Le coût de l’insomnie
La charge mentale liée à l’insomnie peut également se manifester par des changements comportementaux, tels qu’une diminution de la motivation, de l’initiative et de la productivité. Là encore, cela se traduit par une dégradation de ce que je perçois comme la qualité de mon travail. Je suis sans cesse épuisée psychologiquement et je termine mes journées de travail sur les rotules, avec le seul désir de m’abrutir de séries stupides et de plats préparés. Ce qui, ponctuellement, est bien agréable mais lorsque c’est tout ce dont vous vous sentez capable, jour après jour, je peux vous assurer que ça joue sur votre estime de vous-même. Et là encore, on retombe dans les cercles vicieux des causes et des effets des troubles du sommeil.
L’insomnie exerce une charge mentale considérable qui affecte tous les aspects de la vie quotidienne. Comprendre ces effets est crucial pour développer des stratégies de traitement et d’adaptation efficaces pour aider ceux et celles qui souffrent de ce trouble du sommeil.
Or les solutions proposées par le corps médical, hormis la beadtime routine faite d’huiles essentielles, de mélatonine et de méditation, est souvent médicamenteuse. J’étais récemment dans une pharmacie où j’allais récupérer mon traitement qui comporte de nombreuses et différentes molécules associées qui devraient (hypothétiquement) me faire dormir. J’ai eu une longue discussion avec la pharmacienne sur les risques liés à quasi chaque médicament, et j’ai été confrontée à cette incrédulité permanente : « Mais avec tout ça, vous devez bien dormir quand même ? » Eh bien non, Suzette, je me lève tous les matins (après avoir essayé de me rendormir) aux alentours de 3h du matin pour me mettre en général à écrire ou à travailler. Combien de copies corrigées entre 4 et 7h du matin ? S’iels savaient quand je rends les devoirs…
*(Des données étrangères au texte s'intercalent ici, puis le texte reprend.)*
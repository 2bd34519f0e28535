// SPDX-FileCopyrightText: 2026 Passdb Contributors
// SPDX-License-Identifier: MIT OR Apache-2.0

//! Encrypted credential store for passdb.
//!
//! Each name's credentials live in their own record file: an 8-byte nonce
//! followed by an AES-256-GCM segmented stream keyed by
//! scrypt(master secret, nonce). A lookup index maps names to the SHA-256
//! identifiers the record files are named after.

pub mod generate;
pub mod import;
pub mod index;
pub mod kdf;
pub mod lock;
pub mod prompt;
pub mod record;
pub mod store;
pub mod stream;

pub use generate::generate_password;
pub use import::{ImportRow, read_rows, read_rows_from_path};
pub use index::{LookupIndex, identifier_for};
pub use kdf::{KdfParams, MasterSecret};
pub use prompt::{prompt_line, prompt_secret};
pub use record::RecordCodec;
pub use store::{ConsistencyReport, DanglingEntry, Find, OrphanRecord, StoreOptions, VaultStore};
// SPDX-FileCopyrightText: 2026 Passdb Contributors
// SPDX-License-Identifier: MIT OR Apache-2.0

//! Master secret acquisition via TTY prompt or PASSDB_MASTER_KEY, and plain
//! line prompts for credential fields.

use std::io::{BufRead, Write};

use passdb_core::PassdbError;
use zeroize::Zeroizing;

use crate::kdf::MasterSecret;

/// The environment variable name for providing the master secret.
pub const MASTER_KEY_ENV_VAR: &str = "PASSDB_MASTER_KEY";

/// Get the master secret from the environment or an interactive prompt.
///
/// Priority:
/// 1. `PASSDB_MASTER_KEY` environment variable (scripts, CI)
/// 2. No-echo TTY prompt via `rpassword`
///
/// Empty input is rejected.
pub fn prompt_secret() -> Result<MasterSecret, PassdbError> {
    if let Some(secret) = secret_from_env() {
        return Ok(secret);
    }

    if std::io::IsTerminal::is_terminal(&std::io::stdin()) {
        let passphrase = rpassword::prompt_password("Master Pass: ")
            .map(Zeroizing::new)
            .map_err(|e| PassdbError::io("<stdin>", e))?;
        return secret_from_passphrase(&passphrase);
    }

    Err(PassdbError::SecretUnavailable(format!(
        "set {MASTER_KEY_ENV_VAR} or run interactively"
    )))
}

/// True when the master secret comes from the environment, so re-prompting
/// after a wrong secret is pointless.
pub fn secret_from_env_is_set() -> bool {
    std::env::var_os(MASTER_KEY_ENV_VAR).is_some_and(|v| !v.is_empty())
}

fn secret_from_env() -> Option<MasterSecret> {
    let key = Zeroizing::new(std::env::var(MASTER_KEY_ENV_VAR).ok()?);
    secret_from_passphrase(&key).ok()
}

/// Copy into an exact-size buffer; the caller's `Zeroizing` wipes the source.
fn secret_from_passphrase(passphrase: &Zeroizing<String>) -> Result<MasterSecret, PassdbError> {
    if passphrase.is_empty() {
        return Err(PassdbError::SecretUnavailable(
            "empty master secret not allowed".to_string(),
        ));
    }
    Ok(MasterSecret::from(passphrase.as_bytes().to_vec()))
}

/// Ask `question` on stderr and read one trimmed line from stdin.
///
/// Closed input is an error so callers that loop on an answer terminate.
pub fn prompt_line(question: &str) -> Result<String, PassdbError> {
    let stdin = std::io::stdin();
    read_answer(question, &mut stdin.lock(), &mut std::io::stderr())
}

fn read_answer<R: BufRead, W: Write>(
    question: &str,
    input: &mut R,
    output: &mut W,
) -> Result<String, PassdbError> {
    write!(output, "{question}: ")
        .and_then(|()| output.flush())
        .map_err(|e| PassdbError::io("<stderr>", e))?;

    let mut line = String::new();
    let read = input
        .read_line(&mut line)
        .map_err(|e| PassdbError::io("<stdin>", e))?;
    if read == 0 {
        return Err(PassdbError::io(
            "<stdin>",
            std::io::Error::new(std::io::ErrorKind::UnexpectedEof, "input closed"),
        ));
    }
    Ok(line.trim().to_string())
}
Les personnes LGBTI et l’insomnie
L’insomnie a des liens très étroits avec le stress et la surcharge mentale, on l’a vu. C’est par exemple un des signes du burn out. De rares études s’intéressent à la prévalence des troubles du sommeil sur les personnes LGBTI. La discrimination, le rejet familial, la stigmatisation sociale et les expériences de victimisation sont des sources de stress chronique qui peuvent perturber le sommeil et contribuer au développement de l’insomnie. Une étude publiée dans le Journal of Adolescent Health en 2017 a révélé que les jeunes LGBTI étaient plus susceptibles de signaler des problèmes de sommeil par rapport à leurs pairs hétérosexuels, et que le harcèlement lié à l’identité de genre ou à l’orientation sexuelle était associé à une qualité de sommeil plus faible.
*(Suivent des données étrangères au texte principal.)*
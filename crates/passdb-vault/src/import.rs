// SPDX-FileCopyrightText: 2026 Passdb Contributors
// SPDX-License-Identifier: MIT OR Apache-2.0

//! CSV import rows.
//!
//! Rows have no header and at least five fields in the order
//! `secret, meta, type, url, user`; extra fields are ignored. Each row is
//! stored under `lowercase(meta)` with spaces replaced by underscores.

use std::io::Read;
use std::path::Path;

use passdb_core::{Credential, PassdbError};
use tracing::debug;

const MIN_FIELDS: usize = 5;

/// One parsed CSV row and the name it will be stored under.
#[derive(Debug, Clone, PartialEq, Eq)]
pub struct ImportRow {
    /// 1-based line the row started on.
    pub line: u64,
    pub key: String,
    pub credential: Credential,
}

/// Name a row with the given meta field is stored under.
pub fn import_key(meta: &str) -> String {
    meta.to_lowercase().replace(' ', "_")
}

/// Parse every row of a CSV file.
pub fn read_rows_from_path(path: &Path) -> Result<Vec<ImportRow>, PassdbError> {
    let file = std::fs::File::open(path).map_err(|e| PassdbError::io(path, e))?;
    read_rows(std::io::BufReader::new(file))
}

/// Parse every row from `reader`. Any malformed row fails the whole import
/// before anything is written.
pub fn read_rows<R: Read>(reader: R) -> Result<Vec<ImportRow>, PassdbError> {
    let mut csv_reader = csv::ReaderBuilder::new()
        .has_headers(false)
        .flexible(true)
        .from_reader(reader);

    let mut rows = Vec::new();
    for record in csv_reader.records() {
        let record = record.map_err(|e| PassdbError::Import {
            line: e.position().map(|p| p.line()).unwrap_or(0),
            message: e.to_string(),
        })?;
        let line = record.position().map(|p| p.line()).unwrap_or(0);

        if record.len() < MIN_FIELDS {
            return Err(PassdbError::Import {
                line,
                message: format!(
                    "expected at least {MIN_FIELDS} fields, found {}",
                    record.len()
                ),
            });
        }

        let field = |i: usize| record.get(i).unwrap_or_default().to_string();
        let credential = Credential {
            pass: field(0),
            meta: field(1),
            kind: field(2),
            url: field(3),
            user: field(4),
        };
        let key = import_key(&credential.meta);
        debug!(line, key = %key, "parsed import row");
        rows.push(ImportRow {
            line,
            key,
            credential,
        });
    }
    Ok(rows)
}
Plus précaires, les queers ont aussi moins accès aux dispositifs de santé mentale souvent coûteux, ce qui vient limiter leur capacité à obtenir un traitement pour les troubles du sommeil. La peur de la discrimination ou du manque de compréhension de la part des professionnels de la santé peut dissuader certaines personnes queer de chercher de l’aide, prolongeant ainsi leurs difficultés de sommeil.
Les personnes queer peuvent être plus susceptibles de faire face à des conflits internes et à des niveaux élevés de stress psychologique, et on ne le répétera pas assez ici, plus de stress, moins de sommeil. Bien que la recherche sur les insomnies chez les personnes queer soit encore en développement, il est clair que les membres des communautés LGBTI peuvent être confrontés à des facteurs de stress uniques qui affectent leur sommeil et leur bien-être mental. Une approche inclusive de la santé mentale est essentielle pour répondre à nos besoins spécifiques. Peut-être alors pourrais-je ne pas écrire d’article sur l’insomnie à 2h49 du matin et enfin dormir sur mes deux oreilles.